▸ STORED DATA:
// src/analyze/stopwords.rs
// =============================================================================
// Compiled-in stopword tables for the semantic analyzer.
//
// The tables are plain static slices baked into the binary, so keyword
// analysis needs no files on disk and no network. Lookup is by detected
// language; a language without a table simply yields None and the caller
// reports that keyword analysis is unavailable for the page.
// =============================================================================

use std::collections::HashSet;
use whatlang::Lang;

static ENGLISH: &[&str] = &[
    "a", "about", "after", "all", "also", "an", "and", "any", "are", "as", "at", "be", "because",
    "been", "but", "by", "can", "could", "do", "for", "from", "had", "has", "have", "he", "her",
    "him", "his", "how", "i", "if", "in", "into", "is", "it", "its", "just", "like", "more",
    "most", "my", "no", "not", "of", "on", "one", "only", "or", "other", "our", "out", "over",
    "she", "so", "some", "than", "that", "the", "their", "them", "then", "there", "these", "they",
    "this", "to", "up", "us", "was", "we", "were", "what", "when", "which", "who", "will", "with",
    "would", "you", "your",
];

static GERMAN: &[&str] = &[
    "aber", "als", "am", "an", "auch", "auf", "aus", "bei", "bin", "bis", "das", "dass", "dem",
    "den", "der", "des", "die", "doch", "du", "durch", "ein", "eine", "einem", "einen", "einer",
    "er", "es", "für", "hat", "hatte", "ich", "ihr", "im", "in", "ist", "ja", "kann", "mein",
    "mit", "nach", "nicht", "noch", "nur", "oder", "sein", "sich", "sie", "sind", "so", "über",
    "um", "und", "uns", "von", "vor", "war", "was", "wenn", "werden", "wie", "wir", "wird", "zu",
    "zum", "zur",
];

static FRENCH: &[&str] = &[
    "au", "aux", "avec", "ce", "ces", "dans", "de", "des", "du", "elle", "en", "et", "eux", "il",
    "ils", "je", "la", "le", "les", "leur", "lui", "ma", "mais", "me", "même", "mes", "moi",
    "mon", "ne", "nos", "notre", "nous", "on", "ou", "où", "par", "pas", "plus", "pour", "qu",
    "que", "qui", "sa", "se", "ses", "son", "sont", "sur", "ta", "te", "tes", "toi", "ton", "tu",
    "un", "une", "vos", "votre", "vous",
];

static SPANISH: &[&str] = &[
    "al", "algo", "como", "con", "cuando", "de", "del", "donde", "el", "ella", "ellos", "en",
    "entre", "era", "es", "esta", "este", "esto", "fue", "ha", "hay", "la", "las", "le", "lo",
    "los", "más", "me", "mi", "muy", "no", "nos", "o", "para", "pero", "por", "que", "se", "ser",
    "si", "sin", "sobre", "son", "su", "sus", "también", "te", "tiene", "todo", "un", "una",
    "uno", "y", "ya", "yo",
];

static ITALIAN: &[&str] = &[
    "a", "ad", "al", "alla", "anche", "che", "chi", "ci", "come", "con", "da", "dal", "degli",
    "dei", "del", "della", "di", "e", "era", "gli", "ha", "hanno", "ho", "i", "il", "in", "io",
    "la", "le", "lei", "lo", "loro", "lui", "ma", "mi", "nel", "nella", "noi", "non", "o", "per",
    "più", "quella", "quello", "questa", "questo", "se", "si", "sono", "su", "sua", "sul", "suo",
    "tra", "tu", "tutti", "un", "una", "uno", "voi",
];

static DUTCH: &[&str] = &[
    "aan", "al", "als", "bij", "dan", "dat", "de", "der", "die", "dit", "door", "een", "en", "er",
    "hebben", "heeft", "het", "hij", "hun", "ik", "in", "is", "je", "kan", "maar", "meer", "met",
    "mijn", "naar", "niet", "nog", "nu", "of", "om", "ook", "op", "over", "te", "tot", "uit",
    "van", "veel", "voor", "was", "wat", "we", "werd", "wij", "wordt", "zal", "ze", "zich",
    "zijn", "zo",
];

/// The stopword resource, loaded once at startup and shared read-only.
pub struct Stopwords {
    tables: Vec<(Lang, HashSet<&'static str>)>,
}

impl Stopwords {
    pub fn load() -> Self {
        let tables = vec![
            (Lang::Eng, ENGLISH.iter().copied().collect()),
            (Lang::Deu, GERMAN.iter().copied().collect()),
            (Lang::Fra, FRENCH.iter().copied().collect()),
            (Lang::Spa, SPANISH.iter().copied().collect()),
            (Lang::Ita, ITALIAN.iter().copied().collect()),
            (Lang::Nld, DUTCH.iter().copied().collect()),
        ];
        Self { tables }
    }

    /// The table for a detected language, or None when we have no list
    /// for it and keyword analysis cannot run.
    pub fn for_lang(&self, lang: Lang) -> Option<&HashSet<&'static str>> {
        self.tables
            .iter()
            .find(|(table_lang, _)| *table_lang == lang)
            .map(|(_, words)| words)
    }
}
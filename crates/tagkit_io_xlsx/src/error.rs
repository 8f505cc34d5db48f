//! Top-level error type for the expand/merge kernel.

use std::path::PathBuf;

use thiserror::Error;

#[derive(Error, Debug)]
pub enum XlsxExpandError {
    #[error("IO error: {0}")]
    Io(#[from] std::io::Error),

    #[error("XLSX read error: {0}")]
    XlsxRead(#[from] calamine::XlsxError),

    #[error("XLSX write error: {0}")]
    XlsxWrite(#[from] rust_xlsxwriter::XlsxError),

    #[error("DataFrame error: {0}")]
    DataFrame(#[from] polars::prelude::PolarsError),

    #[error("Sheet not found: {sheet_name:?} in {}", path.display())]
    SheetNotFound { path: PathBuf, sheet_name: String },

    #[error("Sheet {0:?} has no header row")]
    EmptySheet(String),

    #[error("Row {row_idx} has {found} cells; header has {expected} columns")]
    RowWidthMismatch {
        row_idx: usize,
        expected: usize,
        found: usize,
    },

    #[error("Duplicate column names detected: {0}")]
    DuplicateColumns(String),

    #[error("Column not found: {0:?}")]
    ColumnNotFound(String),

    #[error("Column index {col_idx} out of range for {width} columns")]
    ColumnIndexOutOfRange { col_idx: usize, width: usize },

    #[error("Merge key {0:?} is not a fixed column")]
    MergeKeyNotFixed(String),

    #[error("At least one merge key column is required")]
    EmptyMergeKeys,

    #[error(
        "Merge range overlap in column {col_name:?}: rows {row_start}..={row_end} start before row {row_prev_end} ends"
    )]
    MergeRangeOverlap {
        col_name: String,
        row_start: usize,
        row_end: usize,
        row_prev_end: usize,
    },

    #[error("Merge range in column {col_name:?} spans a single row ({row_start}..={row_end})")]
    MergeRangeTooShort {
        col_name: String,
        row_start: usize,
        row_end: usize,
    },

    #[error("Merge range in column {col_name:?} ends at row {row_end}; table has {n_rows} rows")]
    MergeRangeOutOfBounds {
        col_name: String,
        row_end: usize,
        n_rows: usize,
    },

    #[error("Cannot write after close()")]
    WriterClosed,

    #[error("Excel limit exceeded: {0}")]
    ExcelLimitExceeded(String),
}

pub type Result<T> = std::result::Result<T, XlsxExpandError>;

▸ WORK REQUIRED: List the lines of the records where "SPANISH" occurs.

▸ EXERCISE RESPONSE:
static SPANISH: &[&str] = &[
            (Lang::Spa, SPANISH.iter().copied().collect()),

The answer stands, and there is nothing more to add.